Task data -
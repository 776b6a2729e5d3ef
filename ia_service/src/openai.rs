use async_openai::{
    config::OpenAIConfig,
    types::{
        ChatCompletionRequestMessage, ChatCompletionRequestUserMessageArgs,
        CreateChatCompletionRequestArgs, ResponseFormat, ResponseFormatJsonSchema,
    },
    Client,
};
use async_trait::async_trait;

use crate::backend::GenerationBackend;
use crate::error::BackendError;
use crate::prompt::json_response_schema;
use crate::IaServiceConfig;

/// Cliente de chat completions da OpenAI com `response_format` JSON Schema estrito
#[derive(Clone)]
pub struct OpenAiClient {
    client: Client<OpenAIConfig>,
    model: String,
    temperature: f32,
    max_tokens: u32,
}

impl OpenAiClient {
    pub fn new(config: &IaServiceConfig) -> Self {
        let mut openai_config = OpenAIConfig::new().with_api_key(&config.api_key);
        if let Some(base_url) = &config.base_url {
            openai_config = openai_config.with_api_base(base_url);
        }

        Self {
            client: Client::with_config(openai_config),
            model: config.model.clone(),
            temperature: config.temperature,
            max_tokens: config.max_tokens,
        }
    }
}

#[async_trait]
impl GenerationBackend for OpenAiClient {
    async fn generate(&self, prompt: &str) -> Result<String, BackendError> {
        let message = ChatCompletionRequestUserMessageArgs::default()
            .content(prompt)
            .build()
            .map_err(|e| BackendError::Provider(format!("Failed to build message: {}", e)))?;

        let request = CreateChatCompletionRequestArgs::default()
            .model(&self.model)
            .messages(vec![ChatCompletionRequestMessage::User(message)])
            .temperature(self.temperature)
            .max_tokens(self.max_tokens)
            .response_format(ResponseFormat::JsonSchema {
                json_schema: ResponseFormatJsonSchema {
                    description: Some("Triagem de email".to_string()),
                    name: "email_classification".to_string(),
                    schema: Some(json_response_schema()),
                    strict: Some(true),
                },
            })
            .build()
            .map_err(|e| BackendError::Provider(format!("Failed to build request: {}", e)))?;

        let response = self
            .client
            .chat()
            .create(request)
            .await
            .map_err(|e| BackendError::Transport(format!("API call failed: {}", e)))?;

        response
            .choices
            .first()
            .and_then(|choice| choice.message.content.clone())
            .filter(|content| !content.trim().is_empty())
            .ok_or(BackendError::EmptyResponse)
    }

    fn name(&self) -> &str {
        "openai"
    }

    fn model(&self) -> &str {
        &self.model
    }
}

Task prompt -
Your output should match the records above word for word.

Task result -
repository 776b6a2729e5d3ef
filename ia_service/src/openai.rs
use async_openai::{
    config::OpenAIConfig,
    types::{
        ChatCompletionRequestMessage, ChatCompletionRequestUserMessageArgs,
        CreateChatCompletionRequestArgs, ResponseFormat, ResponseFormatJsonSchema,
    },
    Client,
};
use async_trait::async_trait;

use crate::backend::GenerationBackend;
use crate::error::BackendError;
use crate::prompt::json_response_schema;
use crate::IaServiceConfig;

/// Cliente de chat completions da OpenAI com `response_format` JSON Schema estrito
#[derive(Clone)]
pub struct OpenAiClient {
    client: Client<OpenAIConfig>,
    model: String,
    temperature: f32,
    max_tokens: u32,
}

impl OpenAiClient {
    pub fn new(config: &IaServiceConfig) -> Self {
        let mut openai_config = OpenAIConfig::new().with_api_key(&config.api_key);
        if let Some(base_url) = &config.base_url {
            openai_config = openai_config.with_api_base(base_url);
        }

        Self {
            client: Client::with_config(openai_config),
            model: config.model.clone(),
            temperature: config.temperature,
            max_tokens: config.max_tokens,
        }
    }
}

#[async_trait]
impl GenerationBackend for OpenAiClient {
    async fn generate(&self, prompt: &str) -> Result<String, BackendError> {
        let message = ChatCompletionRequestUserMessageArgs::default()
            .content(prompt)
            .build()
            .map_err(|e| BackendError::Provider(format!("Failed to build message: {}", e)))?;

        let request = CreateChatCompletionRequestArgs::default()
            .model(&self.model)
            .messages(vec![ChatCompletionRequestMessage::User(message)])
            .temperature(self.temperature)
            .max_tokens(self.max_tokens)
            .response_format(ResponseFormat::JsonSchema {
                json_schema: ResponseFormatJsonSchema {
                    description: Some("Triagem de email".to_string()),
                    name: "email_classification".to_string(),
                    schema: Some(json_response_schema()),
                    strict: Some(true),
                },
            })
            .build()
            .map_err(|e| BackendError::Provider(format!("Failed to build request: {}", e)))?;

        let response = self
            .client
            .chat()
            .create(request)
            .await
            .map_err(|e| BackendError::Transport(format!("API call failed: {}", e)))?;

        response
            .choices
            .first()
            .and_then(|choice| choice.message.content.clone())
            .filter(|content| !content.trim().is_empty())
            .ok_or(BackendError::EmptyResponse)
    }

    fn name(&self) -> &str {
        "openai"
    }

    fn model(&self) -> &str {
        &self.model
    }
}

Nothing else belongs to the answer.